The next morning, Department of Public Safety officers, accompanied by two Garland police officers, without a search warrant, demanded entry to the farm under the authority of TEX.REV.CIV.STAT. ANN. art. 6687-2(e) (Vernon Supp.1982-1983), styled “Automobile salvage dealers,” which reads: “An automobile salvage dealer shall allow and shall not interfere with a full and complete inspection by a peace officer of the inventory, premises and records of the dealer.” In the ensuing search, the stolen vehicle was found in the barn on Kee’s premises.

Appellant’s defense, from the very beginning, was that his wife, Charlene Kee, from whom he was separated, acting in conjunction with a person named Shelton Guy Barnum, also known as Buddy Barnum and Charles Reaves, had stolen the truck, hidden it on his property, and set him up by engineering his arrest. This defense was made known to the jury in the defense counsel’s opening statement to the jury.
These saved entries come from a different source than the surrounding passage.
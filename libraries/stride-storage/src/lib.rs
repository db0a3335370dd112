//! Stride Storage
//!
//! `SQLite` persistence for the Stride exercise tracker.
//!
//! # Architecture
//!
//! - **Vertical Slicing**: each collection (`users`, `exercises`) owns its queries
//! - **Weak References**: exercises point at users by id with no foreign key
//! - **Single Pool**: one connection pool per process, shared by every request
//!
//! # Example
//!
//! ```rust,no_run
//! use stride_storage::{create_pool, run_migrations, LocalStorageContext};
//! use stride_core::{storage::TrackerStore, types::LogQuery};
//!
//! # async fn example() -> Result<(), Box<dyn std::error::Error>> {
//! let pool = create_pool("sqlite://stride.db", 5).await?;
//! run_migrations(&pool).await?;
//!
//! let storage = LocalStorageContext::new(pool);
//! let user = storage.create_user("fcc_test").await?;
//! let log = storage.get_exercises(&user.id, &LogQuery::default()).await?;
//! assert!(log.is_empty());
//! # Ok(())
//! # }
//! ```

mod context;
mod error;

// Vertical slices
pub mod exercises;
pub mod users;

pub use context::LocalStorageContext;
pub use error::StorageError;

use sqlx::migrate::Migrator;
use sqlx::sqlite::SqlitePool;

// Embed migrations into binary
static MIGRATOR: Migrator = sqlx::migrate!("./migrations");

/// Run database migrations
///
/// Call once at startup, before the pool is handed to request handlers.
pub async fn run_migrations(pool: &SqlitePool) -> Result<(), StorageError> {
    MIGRATOR.run(pool).await?;
    Ok(())
}

/// Create a new `SQLite` pool
///
/// # Arguments
///
/// * `database_url` - `SQLite` connection string (e.g., `<sqlite://stride.db>`)
/// * `max_connections` - upper bound on pooled connections
pub async fn create_pool(database_url: &str, max_connections: u32) -> Result<SqlitePool, StorageError> {
    use sqlx::sqlite::{SqliteConnectOptions, SqliteJournalMode, SqlitePoolOptions};
    use std::str::FromStr;

    tracing::debug!(database_url, "creating sqlite pool");

    let options = SqliteConnectOptions::from_str(database_url)?
        .create_if_missing(true)
        .journal_mode(SqliteJournalMode::Wal)
        .busy_timeout(std::time::Duration::from_secs(30));

    let pool = SqlitePoolOptions::new()
        .max_connections(max_connections)
        .connect_with(options)
        .await?;

    tracing::debug!(max_connections, "sqlite pool ready");

    Ok(pool)
}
Defense counsel filed a pre-trial motion requesting the court to order the District Attorney to disclose all exculpatory matter, citing as his authority Frank v. State, 558 S.W.2d 12 (Tex.Cr.App.1977). In both a pre-trial and trial hearing on appellant’s motion that the State disclose exculpatory *201 or exonerating information and divulge the name of the confidential informant, appellant emphatically, yet unsuccessfully, sought the identity of the informant. The State filed a pre-trial motion in limine seeking an order restraining defense counsel or any defense witness from alluding to an informant.
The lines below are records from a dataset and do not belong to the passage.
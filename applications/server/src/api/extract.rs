//! Request decoding shared by the handlers
//!
//! axum's own extractors reject with plain-text bodies; these wrappers route
//! every rejection through [`ServerError`] so clients always get JSON.

use crate::error::ServerError;
use axum::{
    async_trait,
    extract::{FromRequest, FromRequestParts, Path, Query, Request},
    http::{header::CONTENT_TYPE, request::Parts},
    Form, Json,
};
use serde::{de::DeserializeOwned, Deserialize};
use stride_core::CoreError;

/// Body accepted as either `application/x-www-form-urlencoded` or
/// `application/json`, chosen by the `Content-Type` header.
#[derive(Debug, Clone)]
pub struct FormOrJson<T>(pub T);

#[async_trait]
impl<S, T> FromRequest<S> for FormOrJson<T>
where
    S: Send + Sync,
    T: DeserializeOwned + Send,
{
    type Rejection = ServerError;

    async fn from_request(req: Request, state: &S) -> Result<Self, Self::Rejection> {
        let content_type = req
            .headers()
            .get(CONTENT_TYPE)
            .and_then(|value| value.to_str().ok())
            .unwrap_or_default()
            .to_ascii_lowercase();

        if content_type.starts_with("application/json") {
            let Json(value) = Json::<T>::from_request(req, state)
                .await
                .map_err(|rejection| ServerError::BadRequest(rejection.body_text()))?;
            Ok(Self(value))
        } else if content_type.starts_with("application/x-www-form-urlencoded") {
            let Form(value) = Form::<T>::from_request(req, state)
                .await
                .map_err(|rejection| ServerError::BadRequest(rejection.body_text()))?;
            Ok(Self(value))
        } else {
            Err(ServerError::UnsupportedMediaType(format!(
                "expected a form or JSON body, got {:?}",
                content_type
            )))
        }
    }
}

/// [`Path`] with rejections in the JSON error envelope
#[derive(Debug, Clone)]
pub struct ApiPath<T>(pub T);

#[async_trait]
impl<S, T> FromRequestParts<S> for ApiPath<T>
where
    S: Send + Sync,
    T: DeserializeOwned + Send,
{
    type Rejection = ServerError;

    async fn from_request_parts(parts: &mut Parts, state: &S) -> Result<Self, Self::Rejection> {
        let Path(value) = Path::<T>::from_request_parts(parts, state)
            .await
            .map_err(|rejection| ServerError::BadRequest(rejection.body_text()))?;
        Ok(Self(value))
    }
}

/// [`Query`] with rejections in the JSON error envelope
#[derive(Debug, Clone)]
pub struct ApiQuery<T>(pub T);

#[async_trait]
impl<S, T> FromRequestParts<S> for ApiQuery<T>
where
    S: Send + Sync,
    T: DeserializeOwned,
{
    type Rejection = ServerError;

    async fn from_request_parts(parts: &mut Parts, state: &S) -> Result<Self, Self::Rejection> {
        let Query(value) = Query::<T>::from_request_parts(parts, state)
            .await
            .map_err(|rejection| ServerError::BadRequest(rejection.body_text()))?;
        Ok(Self(value))
    }
}

/// Integer field that may arrive as a JSON number or as text (forms are all text)
#[derive(Debug, Clone, PartialEq, Eq, Deserialize)]
#[serde(untagged)]
pub enum IntField {
    Number(i64),
    Text(String),
}

impl IntField {
    /// Resolve to an integer, rejecting anything that is not a whole number
    pub fn parse(&self, field: &str) -> Result<i64, CoreError> {
        match self {
            IntField::Number(n) => Ok(*n),
            IntField::Text(s) => s.trim().parse::<i64>().map_err(|_| {
                CoreError::invalid_input(format!("{} must be an integer, got {:?}", field, s))
            }),
        }
    }
}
During trial, Kee testified that he saw Buddy and Charlene hide the truck in the barn; that Buddy told him that Charlene paid him $400 to steal the truck; and that they had called the law and were going to see him in jail. He testified that he had grabbed Barnum and forced him to get into Barnum's pickup while Charlene fled, and that Barnum was in the pickup when he was stopped by the highway patrolman the night before the stolen truck was found in his barn. He says that when stopped, he was trying to find a telephone to call his lawyer.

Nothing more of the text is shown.